La conoscenza di sè è così al di fuori della nostra portata; conoscermi vorrebbe dire conoscere la mia causa, la causa delle mie azioni, quindi del mio volere, di ciò che sta alla base di ogni cosa in me, cioè ciò che io voglio; ma vorrebbe dire conoscere non ciò che voglio nel senso di desiderare e poi ottenere o non ottenere, ma di ciò che io voglio al punto tale da attuarlo. La conoscenza di sè non è possibile, ma la prova del volere davvero una cosa è l'arrivare all'attuazione della cosa stessa. E' giusto che, di fronte ad una scelta, di fronte alle diverse possibilità della vita, un uomo ci pensi su, ci rifletta, sia indeciso - fino al tormento -, ma alla fine le sue azioni non possono che derivare da se stesso, da una combinazioni di desideri, di tormenti, contrastanti l'uno con l'altro, che alla fine portano alla decisione finale, la possibilità che si attua. Domandarsi "Cosa dovrei fare ora?" è inutile (nel senso che porsi o meno la domanda e trarne le rispettive risposte non determinano la scelta che si attuerà) ma è anche necessario (nel senso che l'uomo, cosciente di sè, non può fare a meno di domandarsi quale sia la scelta giusta per sè, quale possibilità fra le tante lo possano condurre ad un stato di benessere migliore). Il "pensarci su", riferito ad una cosa qualsiasi, ad una scelta qualsiasi, è solo un riflesso di ciò che succede effettivamente in me, è la parte di me stessa che rendo cosciente, che conosco superficialmente, parzialmente per esperienza di me. Io, come individuo, come qualcosa di unico, chiuso, non posso che agire secondo me stesso. Secondo cosa o chi altro dovrei agire? E' necessario che il comportamento di un individuo, come anche di ciascun essere vivente, sia indirizzato esclusivamente a se stesso. Non esiste nient'altro, per me, all'infuori di me. Non
esiste nel senso che il mio corpo è un sistema chiuso, che è finalizzato a se stesso, al proprio sostentamento, al proprio star-bene. E io, come mio corpo, non posso che pensare a me stesso. Non si tratta di egoismo inteso come nel senso comune del termine. Non credo che l'uomo sia così semplice. C'è da considerare che l'uomo, come animale sociale - ma non socievole -, ha bisogno degli altri per stare bene, e per stare bene con le persone con cui sta bene è necessario che anche queste persone stiano bene a loro volta, per esprimersi per quello che sono. E' da questo che è scaturito ogni genere d'amore, dal bisogno che si ha degli altri, si fa tutto al fine di stare bene. Viene coperto con questo divino sentimento che è l'Amore, l'amare
per amare. E non posso fare a meno di chiedermi perchè l'uomo ha pensato di fare un così grande errore. E' scappato via, ma da cosa? Semplicemente dall'idea di non essere autosufficiente. I Cristiani, coloro che parlano di questo amore caritatevole verso tutto e tutti, questo amore incondizionato, gratuito, il fatto è che i Cristiani - ne parlo a mò di esempio - non sanno accettarsi nella loro incompletezza, nel loro non essere autosufficienti, e non sanno accettare che il sentimento che appare divino, che appare dei cieli, con cui addirittura è stato denominato Dio, non è altro che un proprio profondo benessere. L'Amore è questo. Benessere. Che poi vuol dire una serie di endorfine libere di viaggiare in corpo, le senti lungo le gambe, e la schiena.

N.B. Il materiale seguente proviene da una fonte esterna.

//! Call-scoped data model
//!
//! All values here live for a single bridge call and are discarded once the
//! caller has been resolved or rejected.

use serde::{Deserialize, Serialize};
use serde_json::Value;

use crate::error::BridgeError;

/// First platform API level that ships the native credential manager
pub const MIN_SUPPORTED_API_LEVEL: u32 = 28;

/// The two ceremonies the bridge can forward
#[derive(Debug, Clone, Copy, PartialEq, Eq, Hash, Serialize, Deserialize)]
pub enum OperationKind {
    /// Credential creation (`navigator.credentials.create`)
    Registration,
    /// Assertion (`navigator.credentials.get`)
    Authentication,
}

impl OperationKind {
    /// Lowercase noun used inside payload messages
    pub fn noun(&self) -> &'static str {
        match self {
            OperationKind::Registration => "registration",
            OperationKind::Authentication => "authentication",
        }
    }
}

impl std::fmt::Display for OperationKind {
    fn fmt(&self, f: &mut std::fmt::Formatter<'_>) -> std::fmt::Result {
        match self {
            OperationKind::Registration => write!(f, "Registration"),
            OperationKind::Authentication => write!(f, "Authentication"),
        }
    }
}

/// A translated request, ready to hand to the native credential manager
///
/// The wrapped document is the caller's JSON exactly as supplied. It is
/// believed to be `PublicKeyCredentialCreationOptions` (registration) or
/// `PublicKeyCredentialRequestOptions` (authentication); field-level
/// validation is left to the platform.
#[derive(Debug, Clone, PartialEq, Eq)]
pub enum CredentialRequest {
    Registration(String),
    Authentication(String),
}

impl CredentialRequest {
    /// Which ceremony this request drives
    pub fn kind(&self) -> OperationKind {
        match self {
            CredentialRequest::Registration(_) => OperationKind::Registration,
            CredentialRequest::Authentication(_) => OperationKind::Authentication,
        }
    }

    /// The untouched request document
    pub fn json(&self) -> &str {
        match self {
            CredentialRequest::Registration(json) | CredentialRequest::Authentication(json) => json,
        }
    }
}

/// Concrete credential kinds a platform may hand back
#[derive(Debug, Clone, PartialEq, Eq)]
pub enum CredentialKind {
    PublicKey,
    Password,
    /// Any other platform credential type, identified by its type name
    Other(String),
}

impl std::fmt::Display for CredentialKind {
    fn fmt(&self, f: &mut std::fmt::Formatter<'_>) -> std::fmt::Result {
        match self {
            CredentialKind::PublicKey => write!(f, "public key credential"),
            CredentialKind::Password => write!(f, "password credential"),
            CredentialKind::Other(name) => write!(f, "{}", name),
        }
    }
}

/// What the platform produced on its success path
#[derive(Debug, Clone, PartialEq, Eq)]
pub enum CredentialResult {
    /// A passkey result carrying the embedded response document, if any
    PublicKeyCredential(Option<String>),
    /// Anything that is not a public-key credential
    OtherCredentialType(CredentialKind),
}

/// The native exception surface: type name plus optional message
#[derive(Debug, Clone, PartialEq, Eq, Serialize, Deserialize)]
pub struct PlatformError {
    /// Platform type name of the failure (e.g. `CreateCredentialCancellationException`)
    pub type_name: String,
    /// Human-readable message, when the platform supplied one
    #[serde(default, skip_serializing_if = "Option::is_none")]
    pub message: Option<String>,
}

impl PlatformError {
    /// Create a platform error with a message
    pub fn new(type_name: impl Into<String>, message: impl Into<String>) -> Self {
        Self {
            type_name: type_name.into(),
            message: Some(message.into()),
        }
    }

    /// Create a platform error that carries no message
    pub fn without_message(type_name: impl Into<String>) -> Self {
        Self {
            type_name: type_name.into(),
            message: None,
        }
    }

    /// The message, or `"Unknown error"` when absent or empty
    pub fn message_or_unknown(&self) -> &str {
        match self.message.as_deref() {
            Some(msg) if !msg.is_empty() => msg,
            _ => "Unknown error",
        }
    }
}

impl std::fmt::Display for PlatformError {
    fn fmt(&self, f: &mut std::fmt::Formatter<'_>) -> std::fmt::Result {
        write!(f, "{}: {}", self.type_name, self.message_or_unknown())
    }
}

/// Static description of the host platform
#[derive(Debug, Clone, Copy, PartialEq, Eq)]
pub struct PlatformInfo {
    /// Platform API level the bridge is running on
    pub api_level: u32,
    /// Lowest API level considered capable
    pub min_api_level: u32,
}

impl PlatformInfo {
    pub fn new(api_level: u32) -> Self {
        Self {
            api_level,
            min_api_level: MIN_SUPPORTED_API_LEVEL,
        }
    }

    pub fn with_min_api_level(mut self, min_api_level: u32) -> Self {
        self.min_api_level = min_api_level;
        self
    }

    pub fn supports_passkeys(&self) -> bool {
        self.api_level >= self.min_api_level
    }
}

/// Result of the `isAvailable` check
#[derive(Debug, Clone, Copy, PartialEq, Eq, Serialize, Deserialize)]
pub struct Availability {
    pub available: bool,
}

/// The single terminal state delivered back to a caller
#[derive(Debug, Clone, PartialEq, Serialize, Deserialize)]
#[serde(rename_all = "lowercase")]
pub enum BridgeOutcome {
    Resolved(Value),
    Rejected(String),
}

impl BridgeOutcome {
    pub fn is_resolved(&self) -> bool {
        matches!(self, BridgeOutcome::Resolved(_))
    }
}

impl From<Result<Value, BridgeError>> for BridgeOutcome {
    fn from(result: Result<Value, BridgeError>) -> Self {
        match result {
            Ok(value) => BridgeOutcome::Resolved(value),
            Err(err) => BridgeOutcome::Rejected(err.to_string()),
        }
    }
}
//! WebAuthn Bridge
//!
//! Bridges a callback-based native credential manager to single-resolution
//! async calls.
//!
//! ## Architecture
//!
//! - [`platform`]: the native contract ([`CredentialManager`]), the execution
//!   context callbacks are delivered on ([`Executor`]) and the native
//!   request/response shapes
//! - [`completion`]: a per-call promise that settles exactly once
//! - [`bridge`]: the caller-facing [`WebAuthnBridge`]
//! - [`platforms`]: platform implementations (currently a scripted simulator)
//!
//! ## Usage
//!
//! ```ignore
//! use webauthn_bridge::{platforms::SimulatedCredentialManager, WebAuthnBridgeBuilder};
//!
//! let bridge = WebAuthnBridgeBuilder::new(Arc::new(SimulatedCredentialManager::new()))
//!     .executor(Arc::new(MainLoopExecutor::spawn()))
//!     .build();
//!
//! let response = bridge.start_registration(options_json).await?;
//! ```

pub mod bridge;
pub mod completion;
pub mod platform;
pub mod platforms;

pub use bridge::{WebAuthnBridge, WebAuthnBridgeBuilder};
pub use completion::{pending_call, CallState, Completion, PendingCall};
pub use platform::{
    CreateCredentialResponse, CreatePublicKeyCredentialRequest, Credential, CredentialCallback,
    CredentialManager, Executor, GetCredentialRequest, GetCredentialResponse, InlineExecutor,
    MainLoopExecutor, Task,
};

pub use webauthn_bridge_core::{
    Availability, BridgeError, BridgeOutcome, ClassifierPatterns, OperationKind, PlatformError,
    PlatformInfo, Result,
};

Per precisare, aggiungo che il salvataggio da supereroe (del tipo il bimbo affoga nel lago e lo sconosciuto lo salva) non può avere a che fare con l'istinto finalizzato a sè come individuo, ha infatti a che fare con il vecchio istinto di conservazione della specie(l'istinto finalizzato a sè come specie); l'individuo, appartenendo a una specie, è parte di quella specie, e tendendo a sè e al proprio benessere non può che tendere anche al benessere di quella parte specifica di sè che è la specie a cui appartiene.
Edit:
Per intenderci, non voglio dire che "l'uomo dovrebbe pensare a se stesso" e nulla del genere, ciò che voglio dire è che qualunque sia il suo comportamento, qualunque siano le sue azioni, ogni uomo pensa a se stesso e al proprio benessere; ogni individuo, in quanto individuo, ha il suo modo proprio di arrivare al fine di sè, al proprio benessere. L'altruismo può essere definito come un pompare-il-proprio-ego; è il caso in cui il sentirsi buoni (figura generalmente ammirata dalle società) appaga una gran percentuale del proprio benessere. [E così un sacco di persone si dicono con fierezza caritatevoli, e nulla di male nel farlo, ma credo che abbiano un non so che di innaturale, di "perverso", dato che il loro metodo-per-il-benessere corrisponde in modo diretto al dedicarsi-all'altro senza interesse.. anche se c'è da pensare.. ma certo, questa è l'
idea di persona caritatevole..] In ogni modo, anche il comportamento più caritatevole che si possa compiere, nasconde un egoismo - necessario, non intenso in senso negativo - di fondo, insito nel comportamento dell'uomo.